/// Cluster specification.
#[derive(Debug, Clone, Default, PartialEq, Eq, Serialize, Deserialize)]
pub struct ClusterSpecModel {
    /// Kubernetes version.
    pub version: String,
    /// Weekly maintenance window.
    #[serde(default, skip_serializing_if = "Option::is_none")]
    pub update_window: Option<UpdateWindowModel>,
    /// User SSH key agent.
    #[serde(default, skip_serializing_if = "Option::is_none")]
    pub enable_ssh_agent: Option<bool>,
    /// Audit logging.
    #[serde(default, skip_serializing_if = "Option::is_none")]
    pub audit_logging: Option<bool>,
    /// Pod security policy admission plugin.
    #[serde(default, skip_serializing_if = "Option::is_none")]
    pub pod_security_policy: Option<bool>,
    /// Pod node selector admission plugin.
    #[serde(default, skip_serializing_if = "Option::is_none")]
    pub pod_node_selector: Option<bool>,
    /// `IPv4` or `IPv4+IPv6`.
    #[serde(default, skip_serializing_if = "Option::is_none")]
    pub ip_family: Option<String>,
    /// Service CIDR.
    #[serde(default, skip_serializing_if = "Option::is_none")]
    pub services_cidr: Option<String>,
    /// Pod CIDR.
    #[serde(default, skip_serializing_if = "Option::is_none")]
    pub pods_cidr: Option<String>,
    /// CNI plugin.
    #[serde(default, skip_serializing_if = "Option::is_none")]
    pub cni_plugin: Option<CniPluginModel>,
    /// Cloud provider block.
    pub cloud: ClusterCloudModel,
    /// SysEleven OIDC configuration.
    #[serde(default, skip_serializing_if = "Option::is_none")]
    pub syseleven_auth: Option<SysElevenAuthModel>,
}

/// Weekly maintenance window.
#[derive(Debug, Clone, Default, PartialEq, Eq, Serialize, Deserialize)]
pub struct UpdateWindowModel {
    /// Start, e.g. `Tue 02:00`.
    pub start: String,
    /// Length, e.g. `2h`.
    pub length: String,
}

/// CNI plugin selection.
#[derive(Debug, Clone, Default, PartialEq, Eq, Serialize, Deserialize)]
pub struct CniPluginModel {
    /// Plugin type.
    #[serde(rename = "type")]
    pub plugin_type: String,
}

/// SysEleven OIDC configuration.
#[derive(Debug, Clone, Default, PartialEq, Eq, Serialize, Deserialize)]
pub struct SysElevenAuthModel {
    /// OIDC realm.
    #[serde(default, skip_serializing_if = "Option::is_none")]
    pub realm: Option<String>,
    /// IAM based authentication.
    #[serde(default, skip_serializing_if = "Option::is_none")]
    pub iam_authentication: Option<bool>,
}

/// Exactly one of the provider blocks is set.
#[derive(Debug, Clone, Default, PartialEq, Eq, Serialize, Deserialize)]
pub struct ClusterCloudModel {
    /// AWS.
    #[serde(default, skip_serializing_if = "Option::is_none")]
    pub aws: Option<AwsCloudModel>,
    /// OpenStack.
    #[serde(default, skip_serializing_if = "Option::is_none")]
    pub openstack: Option<OpenstackCloudModel>,
    /// Azure.
    #[serde(default, skip_serializing_if = "Option::is_none")]
    pub azure: Option<AzureCloudModel>,
}

/// Provider of a cloud block.
#[derive(Debug, Clone, Copy, PartialEq, Eq)]
pub enum CloudProvider {
    /// AWS.
    Aws,
    /// OpenStack.
    Openstack,
    /// Azure.
    Azure,
}

impl CloudProvider {
    /// Block name as written in configuration.
    #[must_use]
    pub const fn as_str(self) -> &'static str {
        match self {
            Self::Aws => "aws",
            Self::Openstack => "openstack",
            Self::Azure => "azure",
        }
    }
}

impl std::fmt::Display for CloudProvider {
    fn fmt(&self, f: &mut std::fmt::Formatter<'_>) -> std::fmt::Result {
        f.write_str(self.as_str())
    }
}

Task instructions — The number of lines above containing the word "CloudProvider" is all that should be returned.

Output of the task — 3